3. Building a JIT: Per-function Lazy Compilation

This tutorial is under active development. It is incomplete and details may change frequently. Nonetheless we invite you to try it out as it stands, and we welcome any feedback.

3.1. Chapter 3 Introduction

Welcome to Chapter 3 of the “Building an ORC-based JIT in LLVM” tutorial. This chapter discusses lazy JITing and shows you how to enable it by adding an ORC CompileOnDemand layer the JIT from Chapter 2.

3.2. Lazy Compilation

When we add a module to the KaleidoscopeJIT class from Chapter 2 it is immediately optimized, compiled and linked for us by the IRTransformLayer, IRCompileLayer and ObjectLinkingLayer respectively. This scheme, where all the work to make a Module executable is done up front, is simple to understand and its performance characteristics are easy to reason about.
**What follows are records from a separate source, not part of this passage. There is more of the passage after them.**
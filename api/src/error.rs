use thiserror::Error;

/// Raised when a raw account buffer cannot be mapped onto a known layout.
///
/// Every variant is scoped to a single account; callers degrade that one
/// account to "unavailable" and keep going.
#[derive(Debug, Error, Clone, Copy, PartialEq, Eq)]
pub enum DecodeError {
    #[error("Account data too small: {len} bytes, smallest known layout is {min}")]
    AccountTooSmall { len: usize, min: usize },

    #[error("Unsupported account version: no layout is {len} bytes long")]
    UnsupportedVersion { len: usize },

    #[error("Account discriminator does not match {name}")]
    DiscriminatorMismatch { name: &'static str },
}
use const_crypto::ed25519;
use solana_program::pubkey::Pubkey;

pub const CONFIG: &[u8]                    = b"config";
pub const VAULT: &[u8]                     = b"vault";
pub const POSITION: &[u8]                  = b"position";
pub const PROFILE: &[u8]                   = b"profile";
pub const STAKE: &[u8]                     = b"stake";
pub const STAKING_REWARD_VAULT: &[u8]      = b"staking_reward_vault";
pub const TREASURY_VAULT: &[u8]            = b"treasury_vault";

pub const DISCRIMINATOR_LEN: usize         = 8;

pub const BPS_DENOMINATOR: u128            = 10_000;
pub const ACC_SCALE: u128                  = 1_000_000_000_000_000_000;

pub const SECONDS_PER_DAY_DEFAULT: u64     = 86_400;
pub const XP_SECONDS_PER_POINT: u64        = 36_000;

pub const MIND_DECIMALS_DEFAULT: u8        = 9;
pub const XNT_DECIMALS_DEFAULT: u8         = 9;

pub const BADGE_BONUS_CAP_BPS: u16         = 2_000; // 20%
pub const LEVEL_BONUS_CAP_BPS: u16         = 1_000; // 10%
pub const GLOBAL_BUFF_CAP_BPS_DEFAULT: u16 = 1_500; // 15%
pub const UNSTAKE_BURN_BPS: u16            = 300;   // 3%

pub const MAX_LEVEL: u8                    = 6;
pub const MAX_BUFF_LEVEL: u8               = 3;

pub const UNSTAKE_EVENT_NAME: &str         = "MindUnstaked";

// -- Const Addresses --

pub const PROGRAM_ID: [u8; 32] =
    unsafe { *(&crate::id() as *const Pubkey as *const [u8; 32]) };

pub const CONFIG_ADDRESS: Pubkey =
    Pubkey::new_from_array(ed25519::derive_program_address(&[CONFIG], &PROGRAM_ID).0);

pub const CONFIG_BUMP: u8 =
    ed25519::derive_program_address(&[CONFIG], &PROGRAM_ID).1;

pub const VAULT_AUTHORITY_ADDRESS: Pubkey =
    Pubkey::new_from_array(ed25519::derive_program_address(&[VAULT], &PROGRAM_ID).0);

pub const VAULT_AUTHORITY_BUMP: u8 =
    ed25519::derive_program_address(&[VAULT], &PROGRAM_ID).1;

pub const STAKING_REWARD_VAULT_ADDRESS: Pubkey =
    Pubkey::new_from_array(ed25519::derive_program_address(&[STAKING_REWARD_VAULT], &PROGRAM_ID).0);

pub const TREASURY_VAULT_ADDRESS: Pubkey =
    Pubkey::new_from_array(ed25519::derive_program_address(&[TREASURY_VAULT], &PROGRAM_ID).0);
mod config;
mod position;
mod profile;
mod stake;

pub use config::*;
pub use position::*;
pub use profile::*;
pub use stake::*;

use crate::decode::{decode, encode, VersionedAccount};
use crate::error::DecodeError;

/// Shorthands shared by every versioned account class.
pub trait AccountCodec: VersionedAccount {
    fn from_bytes(data: &[u8]) -> Result<Self, DecodeError> {
        decode::<Self>(data)
    }

    fn to_bytes(&self, version: Self::Version) -> Vec<u8> {
        encode(self, version)
    }

    /// Encode using the version the account was decoded from.
    fn to_own_bytes(&self) -> Vec<u8> {
        encode(self, self.version())
    }
}

impl<T: VersionedAccount> AccountCodec for T {}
However, it will lead to very high startup times if the amount of code to be compiled is large, and may also do a lot of unnecessary compilation if only a few compiled functions are ever called at runtime. A truly “just-in-time” compiler should allow us to defer the compilation of any given function until the moment that function is first called, improving launch times and eliminating redundant work. In fact, the ORC APIs provide us with a layer to lazily compile LLVM IR: CompileOnDemandLayer.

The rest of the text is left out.